He was the son of a local chief Mojaje. It was his mid term-break and he’d acquired the job as a guide with the Basotho Trekking Company high up on The God-Help-Me pass.

The God Help Me Pass, or Lekhalong-la-Molimo-Nthuse in seSotho, is a mountain pass in western Lesotho. The road ascends steeply from the village of Setibing, and near the summit is the Basotho Pony Trekking Centre, which offers a variety of trekking expeditions.

I had chosen the longest one on offer; a five day with four overnight stops. It was my second visit to the trekking centre so I was aware of what I needed to take. I had amassed, tins of corned beef, sardines, pilchards, a jar of gherkins, a case of beer, an assortment of boiled sweets, currants, peanuts, a full Toddie of good Polish vodka, and some jumpers which would come in handy on the cold nights.

All the heavier items would be packed onto the back of a very sturdy and sure footed pack-mule.

Part of the deal was free accommodation at the overnight stops which were going to be in the local’s huts at carefully selected villages. The final fourth overnight stay was planned at Johann’s father’s kraal.


On our first day out Johann told me it would be a very short thirty kilometer trek to the first stop-over. The shortness of the trek became highly evident after about six ks, when my backside said I should pause, as my privates were being squeezed up my rectum. We made six more stops and each time Johann told me all about how his country had developed and emerged as a single polity under King Moshoeshoe the first in 1822.

Moshoeshoe, was the son of Mokhachane, a minor chief of the Bakoteli lineage, who formed his own clan and became a chief around 1804.

Between 1821 and 1823, he and his followers settled at the Butha-Buthe Mountain, and joined with former adversaries in resistance against the Lifaquane, a tribe which was associated with the reign of infamous Shaka Zulu in the early eighteen hundreds.

The bizarre thing about this was that Johann had learnt all of this whilst studying at St Johns in Johannesburg and not from his early schooling in Lesotho.

He was not too fond of the British and their intervention in the war between Moshoeshoe and the Boers in the Free State. This war was a series of skirmishes, and in 1854 when the British pulled out of the region, there followed a series of wars with the Boers where they lost a great portion of their western lowlands.

The last skirmish was in 1867, when Moshoeshoe appealed to the British Queen Victoria, who agreed to make Basutoland a British protectorate in 1868. In 1869, the British signed a treaty at Aliwal North with the Boers that defined the boundaries of Basutoland, which by ceding the western low lying and fertile territories, thus effectively reduced Moshoeshoe's Kingdom to half its previous size.

British diplomacy at its best!

My head was spinning with all this information and I was very happy when we finally arrived at our first night stop-over.

The chief was in Egoli, Johannesburg, mining gold for Anglo-American Mining house and his first wife Rosie was left in charge of the kraal. I was given my own rondavel which was furnished with a mattress, a small bedside locker, a very large metal wash basin, a small port-a-loo fashioned out of an old bucket and a toilet seat attached to the top with farmers wire.

I carefully unpacked my belongings and unrolled my sleeping bag when Johann entered.

“You will be eating just after sun down with Madame Rosie, she has prepared her celebratory dish of sheep’s offal, including the tail, which is a sign that you are an important visitor. You give her something in return.”

I thanked him and told him I would be outside in a minute and share a sundowner with him.

In the dying light of the evening sun Johann, drinking a beer, and I sat on ridge overlooking a vast valley and continued our chat. The conversation moved as the sun set into the area of the supernatural.


There had recently been a newspaper story about a lady who lived on the South African side of the Lesotho border and it told of her encounter with extraterrestrials. She had claimed that she had been adducted by aliens and had given birth to an alien’s child.

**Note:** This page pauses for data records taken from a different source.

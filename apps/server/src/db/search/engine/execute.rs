use super::{query_builder, QueryBuilder, SearchEngine};
use crate::db::search::query_builder::BindValue;
use crate::metrics::QueryTimer;
use crate::models::Property;
use crate::Result;
use chrono::{DateTime, Utc};
use rust_decimal::Decimal;
use sqlx::postgres::PgArguments;
use sqlx::query::{Query, QueryScalar};
use sqlx::{PgConnection, Postgres};

/// Base row of a property, before child collections are attached.
#[derive(Debug, sqlx::FromRow)]
pub(super) struct PropertyRow {
    id: i32,
    corporate_user_id: i32,
    title: String,
    description: Option<String>,
    prefecture_id: i32,
    prefecture_name: String,
    address: String,
    building_type_id: i32,
    building_type_name: String,
    building_name: Option<String>,
    building_age: Option<i32>,
    floor_number: Option<i32>,
    total_floors: Option<i32>,
    floor_plan_type_id: i32,
    floor_plan_type_name: String,
    area: Decimal,
    rent: i32,
    management_fee: i32,
    deposit: i32,
    key_money: i32,
    is_published: bool,
    created_at: DateTime<Utc>,
    updated_at: DateTime<Utc>,
}

impl PropertyRow {
    pub(super) fn into_property(self) -> Property {
        Property {
            id: self.id,
            corporate_user_id: self.corporate_user_id,
            title: self.title,
            description: self.description,
            prefecture_id: self.prefecture_id,
            prefecture_name: self.prefecture_name,
            address: self.address,
            building_type_id: self.building_type_id,
            building_type_name: self.building_type_name,
            building_name: self.building_name,
            building_age: self.building_age,
            floor_number: self.floor_number,
            total_floors: self.total_floors,
            floor_plan_type_id: self.floor_plan_type_id,
            floor_plan_type_name: self.floor_plan_type_name,
            area: self.area,
            rent: self.rent,
            management_fee: self.management_fee,
            deposit: self.deposit,
            key_money: self.key_money,
            is_published: self.is_published,
            created_at: self.created_at,
            updated_at: self.updated_at,
            stations: Vec::new(),
            images: Vec::new(),
            features: Vec::new(),
        }
    }
}

/// Page query row: the property plus the window count over all matches.
#[derive(Debug, sqlx::FromRow)]
struct PageRow {
    #[sqlx(flatten)]
    property: PropertyRow,
    total_count: i64,
}

fn bind_query<'q>(
    mut query: Query<'q, Postgres, PgArguments>,
    bind_values: Vec<BindValue>,
) -> Query<'q, Postgres, PgArguments> {
    for value in bind_values {
        query = match value {
            BindValue::Int(v) => query.bind(v),
            BindValue::BigInt(v) => query.bind(v),
            BindValue::IntArray(vs) => query.bind(vs),
            BindValue::Decimal(v) => query.bind(v),
            BindValue::Text(v) => query.bind(v),
        };
    }
    query
}

fn bind_scalar<'q>(
    mut query: QueryScalar<'q, Postgres, i64, PgArguments>,
    bind_values: Vec<BindValue>,
) -> QueryScalar<'q, Postgres, i64, PgArguments> {
    for value in bind_values {
        query = match value {
            BindValue::Int(v) => query.bind(v),
            BindValue::BigInt(v) => query.bind(v),
            BindValue::IntArray(vs) => query.bind(vs),
            BindValue::Decimal(v) => query.bind(v),
            BindValue::Text(v) => query.bind(v),
        };
    }
    query
}

impl SearchEngine {
    /// Execute the page query.
    ///
    /// Returns the page rows and the total match count. The count comes from
    /// the window column, so it is `None` when the page is empty.
    pub(super) async fn execute_search(
        &self,
        conn: &mut PgConnection,
        query: &QueryBuilder<'_>,
    ) -> Result<(Vec<Property>, Option<i64>)> {
        let (sql, bind_values) = query.build_sql();
        tracing::debug!(sql = %sql, binds = bind_values.len(), "Executing property search");

        let timer = QueryTimer::start("search");
        let result = bind_query(sqlx::query(&sql), bind_values)
            .fetch_all(&mut *conn)
            .await;
        timer.finish(&result);
        let rows = result.map_err(crate::Error::Database)?;

        let mut total = None;
        let mut properties = Vec::with_capacity(rows.len());
        for row in &rows {
            let page_row: PageRow = sqlx::FromRow::from_row(row).map_err(crate::Error::Database)?;
            total.get_or_insert(page_row.total_count);
            properties.push(page_row.property.into_property());
        }

        Ok((properties, total))
    }

    pub(super) async fn count_total(
        &self,
        conn: &mut PgConnection,
        query: &QueryBuilder<'_>,
    ) -> Result<i64> {
        let (sql, bind_values) = query.build_count_sql();

        let timer = QueryTimer::start("count");
        let result = bind_scalar(sqlx::query_scalar::<_, i64>(&sql), bind_values)
            .fetch_one(&mut *conn)
            .await;
        timer.finish(&result);

        result.map_err(crate::Error::Database)
    }

    pub(super) async fn fetch_property_row(
        &self,
        conn: &mut PgConnection,
        id: i32,
    ) -> Result<Option<Property>> {
        let (sql, bind_values) = query_builder::build_detail_sql(id);

        let timer = QueryTimer::start("detail");
        let result = bind_query(sqlx::query(&sql), bind_values)
            .fetch_optional(&mut *conn)
            .await;
        timer.finish(&result);

        match result.map_err(crate::Error::Database)? {
            Some(row) => {
                let row: PropertyRow =
                    sqlx::FromRow::from_row(&row).map_err(crate::Error::Database)?;
                Ok(Some(row.into_property()))
            }
            None => Ok(None),
        }
    }
}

This sparked off our entry into the world of beliefs. I quickly steered the conversation to my time with Gypsy Rose Lee and how she’d taught me that most things mystical and paranormal were purely a trick by a very accomplished con-artist.

By the time the sun had set and we made our way to Madame Rosie’s evening banquet, Johann had mastered the art of “finger-clicking” and had learnt all the ins and outs of Rose Lee’s supernatural trick. His cool somber black African face tended to add more magic to the deception than I’d managed to muster dressed in my Indian turban as a child on Blackpool’s North Pier.

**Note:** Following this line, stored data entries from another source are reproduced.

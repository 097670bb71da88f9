//! User lookups for caller identity resolution

use crate::models::{UserRole, Viewer};
use crate::Result;
use sqlx::PgPool;

/// Repository for resolving authenticated callers to local users
#[derive(Clone)]
pub struct UserRepository {
    pool: PgPool,
}

#[derive(sqlx::FromRow)]
struct UserRow {
    id: i32,
    role: String,
}

impl UserRepository {
    pub fn new(pool: PgPool) -> Self {
        Self { pool }
    }

    /// Resolve the identity provider's subject to a viewer.
    pub async fn find_by_firebase_uid(&self, firebase_uid: &str) -> Result<Option<Viewer>> {
        let row = sqlx::query_as::<_, UserRow>(
            "SELECT id, role FROM users WHERE firebase_uid = $1",
        )
        .bind(firebase_uid)
        .fetch_optional(&self.pool)
        .await?;

        Ok(row.and_then(into_viewer))
    }

    pub async fn find_by_id(&self, user_id: i32) -> Result<Option<Viewer>> {
        let row = sqlx::query_as::<_, UserRow>("SELECT id, role FROM users WHERE id = $1")
            .bind(user_id)
            .fetch_optional(&self.pool)
            .await?;

        Ok(row.and_then(into_viewer))
    }
}

fn into_viewer(row: UserRow) -> Option<Viewer> {
    match UserRole::parse(&row.role) {
        Some(role) => Some(Viewer {
            user_id: row.id,
            role,
        }),
        None => {
            tracing::warn!(user_id = row.id, role = %row.role, "User has unknown role, ignoring");
            None
        }
    }
}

I entered Madame Rosie’s beautifully kept rondavel breathing in the smell of freshly braised tripe and carrying a great deal of pride for my young trainee. The interior was spotless although there was an earthen floor. A fire shouldered in the centre with the smoke gently curling up towards a vent in the thatched roof. Around the fire were scattered Lesotho woven rugs. These were adorned with cushions also covered in the locally made woolen fabric.

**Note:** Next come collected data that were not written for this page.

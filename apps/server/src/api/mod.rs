//! API layer - routes, handlers, and middleware

pub mod handlers;
pub mod middleware;
pub mod response;
pub mod routes;

use crate::state::AppState;
use axum::{
    extract::DefaultBodyLimit,
    response::{IntoResponse, Json},
    routing::get,
    Router,
};
use serde_json::json;

/// Create the main application router
pub fn create_router(state: AppState) -> Router {
    let max_body_size = state.config.server.max_request_body_size;
    let cors_origins = state.config.server.cors_origins.clone();
    let viewer_state = state.clone();

    let api_router = Router::new()
        .merge(routes::properties::property_routes())
        .merge(routes::master_data::master_data_routes())
        .layer(axum::middleware::from_fn_with_state(
            viewer_state,
            crate::auth::viewer_middleware,
        ));

    Router::new()
        .route("/health", get(health_check))
        .merge(routes::metrics::metrics_routes())
        .nest("/api", api_router)
        .fallback(route_not_found)
        .with_state(state)
        // Applied in reverse order
        .layer(axum::middleware::from_fn(
            middleware::security_headers_middleware,
        ))
        .layer(axum::middleware::from_fn(middleware::request_id_middleware))
        .layer(axum::middleware::from_fn(middleware::metrics_middleware))
        .layer(middleware::compression())
        .layer(middleware::cors(&cors_origins))
        .layer(middleware::trace())
        .layer(DefaultBodyLimit::max(max_body_size))
}

async fn health_check() -> impl IntoResponse {
    Json(json!({
        "status": "ok",
        "service": "heya-server"
    }))
}

async fn route_not_found() -> crate::Error {
    crate::Error::NotFound("Route".to_string())
}
//! Search implementation - query execution and result hydration
//!
//! The SearchEngine is responsible for:
//! - Running the page query built from a [`FilterSpec`]
//! - Batch-loading stations, images and features for the page
//! - Loading a single property for detail views
//!
//! A search page costs at most four round trips regardless of page size.

use crate::db::search::{filter, params, query_builder};
use sqlx::PgPool;

pub use filter::FilterSpec;
pub use params::SearchParameters;
pub use query_builder::QueryBuilder;

mod api;
mod execute;
mod hydrate;

/// Search engine executes property searches against the database
#[derive(Clone)]
pub struct SearchEngine {
    db_pool: PgPool,
}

The tripe was superb, served on a bed of mealie pap, with a butternut which had been roasted in the coals as a separate veg. I complimented Madame Rosie on her cooking, “As good as what my Grandma made.” She beamed and said. “Not many of you Europeans like the tripe."

“I grew up on it. Pop, my granddad, loved it, although we usually had either beef or pig offal.”

I described how my Grandfather used to slow roast an entire pig’s head for a Sunday lunch once a month. It was his specialty, but I was never allowed to have the brain as he said, “Ya’s clever enough as it is Cessy!” It was many years later, when I tried doing it myself, that I realised what a delicacy my grandfather had deprived me of.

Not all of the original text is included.